Indeed, rising consumer demand for goods and services has been a
> key element of U.S. economic growth. But its current level is
> unsustainable.



Manufacturing jobs was the key industry in America, Its the blood of
our country, and its been slowly drained. Unless America gets a blood
transfusion very quickly, she will never survive.


On Dec 21, 10:49 am, "[email protected]" <[email protected]>
wrote:
> http://news.xinhuanet.com/english/2008-12/17/content_10517447.htm
>
> BEIJING, Dec. 17 -- Recently productivity in the United States rose
> more than forecast, while labor costs increased less than anticipated.

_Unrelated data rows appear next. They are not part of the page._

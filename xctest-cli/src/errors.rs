// Copyright (c) The xctest Contributors
// SPDX-License-Identifier: MIT OR Apache-2.0

use crate::output::{NO_HEADING, StderrStyles};
use camino::Utf8PathBuf;
use owo_colors::OwoColorize;
use std::{error::Error, path::PathBuf};
use thiserror::Error;
use xctest_metadata::XcTestExitCode;
use xctest_runner::errors::*;

pub(crate) type Result<T, E = ExpectedError> = std::result::Result<T, E>;

// The #[error()] strings are mostly placeholders: errors are expected to be printed with
// display_to_stderr, which colorizes them.

/// An error that xctest expects to be able to hit, as opposed to a bug.
#[derive(Debug, Error)]
#[doc(hidden)]
pub enum ExpectedError {
    #[error("could not determine the current directory")]
    CurrentDirFailed {
        #[source]
        err: std::io::Error,
    },
    #[error("workspace root is not valid UTF-8")]
    WorkspaceRootInvalidUtf8 { path: PathBuf },
    #[error("workspace root is invalid")]
    WorkspaceRootInvalid { workspace_root: Utf8PathBuf },
    #[error("config parse error")]
    ConfigParseError {
        #[from]
        err: ConfigParseError,
    },
    #[error("failed to create tokio runtime")]
    TokioRuntimeCreateError {
        #[source]
        err: std::io::Error,
    },
    #[error("failed to set up file watcher")]
    WatchError {
        #[from]
        err: WatchError,
    },
    #[error("failed to write test list")]
    WriteTestListError {
        #[from]
        err: WriteTestListError,
    },
    #[error("failed to write event")]
    WriteEventError {
        #[from]
        err: WriteEventError,
    },
    #[error("failed to write output")]
    WriteOutputError {
        #[source]
        err: std::io::Error,
    },
}

impl ExpectedError {
    /// Returns the exit code for the process.
    pub fn process_exit_code(&self) -> i32 {
        match self {
            Self::CurrentDirFailed { .. }
            | Self::WorkspaceRootInvalidUtf8 { .. }
            | Self::WorkspaceRootInvalid { .. }
            | Self::ConfigParseError { .. }
            | Self::TokioRuntimeCreateError { .. }
            | Self::WatchError { .. } => XcTestExitCode::SETUP_ERROR,
            Self::WriteTestListError { .. }
            | Self::WriteEventError { .. }
            | Self::WriteOutputError { .. } => XcTestExitCode::WRITE_OUTPUT_ERROR,
        }
    }

    /// Displays this error to stderr.
    pub fn display_to_stderr(&self, styles: &StderrStyles) {
        let mut next_error = match &self {
            Self::CurrentDirFailed { err } => {
                tracing::error!("could not determine the current directory");
                Some(err as &dyn Error)
            }
            Self::WorkspaceRootInvalidUtf8 { path } => {
                tracing::error!(
                    "workspace root `{}` is not valid UTF-8",
                    path.display().style(styles.bold)
                );
                None
            }
            Self::WorkspaceRootInvalid { workspace_root } => {
                tracing::error!(
                    "workspace root `{}` is not a directory",
                    workspace_root.style(styles.bold)
                );
                tracing::info!(
                    "{}",
                    "(hint: pass in an existing directory with --workspace-root)"
                        .style(styles.warning_text)
                );
                None
            }
            Self::ConfigParseError { err } => {
                tracing::error!(
                    "failed to parse config file at `{}`",
                    err.config_file().style(styles.bold)
                );
                err.source()
            }
            Self::TokioRuntimeCreateError { err } => {
                tracing::error!("failed to create tokio runtime");
                Some(err as &dyn Error)
            }
            Self::WatchError { err } => {
                tracing::error!("{err}");
                err.source()
            }
            Self::WriteTestListError { err } => {
                tracing::error!("failed to write test list to output");
                Some(err as &dyn Error)
            }
            Self::WriteEventError { err } => {
                tracing::error!("failed to write run event to output");
                Some(err as &dyn Error)
            }
            Self::WriteOutputError { err } => {
                tracing::error!("failed to write output");
                Some(err as &dyn Error)
            }
        };

        while let Some(err) = next_error {
            tracing::error!(target: NO_HEADING, "\nCaused by:\n  {}", err);
            next_error = err.source();
        }
    }
}
// Copyright (c) The xctest Contributors
// SPDX-License-Identifier: MIT OR Apache-2.0

//! A test explorer for XCTest suites.
//!
//! `xctest` finds test classes and methods in a source tree, runs selections of them through the
//! build tool, and maps the tool's output back onto individual tests.

#![warn(missing_docs)]

mod dispatch;
mod errors;
mod output;

#[doc(hidden)]
pub use dispatch::*;
#[doc(hidden)]
pub use errors::*;
#[doc(hidden)]
pub use output::OutputWriter;
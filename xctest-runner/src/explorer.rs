// Copyright (c) The xctest Contributors
// SPDX-License-Identifier: MIT OR Apache-2.0

//! The top-level entry point tying discovery, watching and execution together.

use crate::{
    config::XcTestConfig,
    discovery::SourceScanner,
    errors::WatchError,
    planner::Selection,
    reporter::RunEvent,
    runner::{ProcessCommandRunner, RunOutcome, TestCommandRunner, TestRunner},
    signal::CancelFlag,
    target_resolver::TargetResolver,
    tree::TestTree,
    watch::{ChangeBatch, TestWatcher},
};

/// Owns the test tree for a workspace and everything needed to refresh and run it.
///
/// The tree is empty until [`rescan`](Self::rescan) is called.
#[derive(Debug)]
pub struct TestExplorer {
    config: XcTestConfig,
    tree: TestTree,
    scanner: SourceScanner,
    resolver: TargetResolver,
    command_runner: Box<dyn TestCommandRunner>,
}

impl TestExplorer {
    /// Creates an explorer that scans, resolves and runs tests as `config` describes.
    pub fn new(config: XcTestConfig) -> Self {
        let scanner = SourceScanner::from_config(&config);
        let resolver = TargetResolver::from_config(config.resolution());
        Self::with_components(config, scanner, resolver, Box::new(ProcessCommandRunner))
    }

    /// Creates an explorer with explicit components.
    pub fn with_components(
        config: XcTestConfig,
        scanner: SourceScanner,
        resolver: TargetResolver,
        command_runner: Box<dyn TestCommandRunner>,
    ) -> Self {
        Self {
            config,
            tree: TestTree::new(),
            scanner,
            resolver,
            command_runner,
        }
    }

    /// Returns the configuration.
    pub fn config(&self) -> &XcTestConfig {
        &self.config
    }

    /// Returns the current test tree.
    pub fn tree(&self) -> &TestTree {
        &self.tree
    }

    /// Rebuilds the tree from a full scan of the test root.
    pub async fn rescan(&mut self) -> &TestTree {
        let discovery = self.scanner.scan().await;
        self.tree.replace_all(&discovery);
        tracing::debug!(
            tests = self.tree.test_count(),
            classes = self.tree.class_count(),
            "rebuilt test tree",
        );
        &self.tree
    }

    /// Applies a batch of file changes to the tree.
    ///
    /// Modified files are rescanned individually. Structural changes and manifest changes
    /// rebuild the whole tree, and manifest changes also forget every resolved build target.
    pub async fn apply_changes(&mut self, batch: &ChangeBatch) -> &TestTree {
        if batch.manifest_changed {
            self.resolver.clear_cache();
        }
        if batch.structural || batch.manifest_changed {
            return self.rescan().await;
        }

        for file in &batch.modified {
            let classes = self.scanner.scan_file(file).await;
            self.tree.apply_document_update(file, &classes);
        }
        &self.tree
    }

    /// Starts watching the test root.
    pub fn watcher(&self) -> Result<TestWatcher, WatchError> {
        TestWatcher::new(
            self.scanner.clone(),
            self.config.resolution().manifest_file.clone(),
        )
    }

    /// Runs `selection`, reporting progress to `callback`.
    ///
    /// The build tool is started in the workspace root. Build targets resolved along the way are
    /// remembered on the tree.
    pub async fn run<F>(
        &mut self,
        selection: &Selection,
        cancel: &CancelFlag,
        callback: F,
    ) -> RunOutcome
    where
        F: FnMut(RunEvent),
    {
        let mut runner = TestRunner::new(
            &mut self.tree,
            &self.resolver,
            self.config.execution(),
            self.config.workspace_root(),
            self.command_runner.as_ref(),
        );
        runner.execute(selection, cancel, callback).await
    }
}

#[cfg(test)]
mod tests {
    use super::*;
    use crate::tree::TestId;
    use camino::Utf8PathBuf;
    use camino_tempfile::{Utf8TempDir, tempdir};
    use indoc::indoc;
    use std::collections::BTreeSet;

    const FOO: &str = indoc! {"
        import XCTest

        final class FooTests: XCTestCase {
            func testOne() {}
        }
    "};

    fn setup() -> (Utf8TempDir, TestExplorer) {
        let dir = tempdir().unwrap();
        let category = dir.path().join("Auth/Unit");
        std::fs::create_dir_all(&category).unwrap();
        std::fs::write(category.join("FooTests.swift"), FOO).unwrap();
        let explorer = TestExplorer::new(XcTestConfig::default_config(dir.path()));
        (dir, explorer)
    }

    #[tokio::test]
    async fn rescan_and_document_update() {
        let (dir, mut explorer) = setup();
        assert!(explorer.tree().is_empty());
        assert_eq!(explorer.rescan().await.test_count(), 1);

        let file = dir.path().join("Auth/Unit/FooTests.swift");
        std::fs::write(
            &file,
            FOO.replace("func testOne() {}", "func testOne() {}\n    func testTwo() {}"),
        )
        .unwrap();
        let batch = ChangeBatch {
            modified: BTreeSet::from([file.clone()]),
            ..Default::default()
        };
        let tree = explorer.apply_changes(&batch).await;
        assert!(tree.contains(&TestId::new("Auth:Unit:FooTests.testTwo")));
        assert_eq!(tree.test_count(), 2);

        std::fs::remove_file(&file).unwrap();
        let tree = explorer.apply_changes(&batch).await;
        assert!(tree.is_empty());
    }

    #[tokio::test]
    async fn structural_changes_rescan() {
        let (dir, mut explorer) = setup();
        explorer.rescan().await;

        let other = dir.path().join("Auth/Unit/BarTests.swift");
        std::fs::write(&other, FOO.replace("FooTests", "BarTests")).unwrap();
        let batch = ChangeBatch {
            modified: BTreeSet::<Utf8PathBuf>::new(),
            structural: true,
            manifest_changed: false,
        };
        assert_eq!(explorer.apply_changes(&batch).await.class_count(), 2);
    }
}
// Copyright (c) The xctest Contributors
// SPDX-License-Identifier: MIT OR Apache-2.0

//! The test runner.
//!
//! The main structure in this module is [`TestRunner`]. It plans a run, invokes the build tool
//! through a [`TestCommandRunner`], feeds its output to an [`OutputParser`], and reports
//! [`RunEvent`](crate::reporter::RunEvent)s as tests start and finish.

mod aggregator;
mod command;
mod context;
mod imp;
mod parser;

pub use aggregator::{RunStats, roll_up};
pub use command::*;
pub use context::*;
pub use imp::*;
pub use parser::*;

#[cfg(test)]
pub(crate) use context::test_helpers;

> Usually, that is a good sign. But these are no ordinary times. More
> than 1.5 million jobs have already been lost this year, and there is
> worse to come.
>
>     In the next few weeks, aggregate demand will decline significantly
> in relation to supply. Companies are reducing capacity feverishly in
> housing markets, durables, the car industry, and in others. As the
> U.S. negative demand shock spreads internationally, it will reinforce
> the worldwide downturn.
>
>     The writing is on the wall. Historically, world trade has been
> driven by the decline of transportation costs and tariffs. However,
> the Doha Round collapsed this summer, while the Baltic Dry Index
> (BDI), a barometer of global trade, has fallen 93 percent. Even the
> price of oil has plunged from 150 U.S. dollars to less than $50. In
> the past, cheap oil was a blessing; today, it reflects the decline of
> world trade - for the first time in 30 years.
>
>     The U.S. economy entered a recession in December last year.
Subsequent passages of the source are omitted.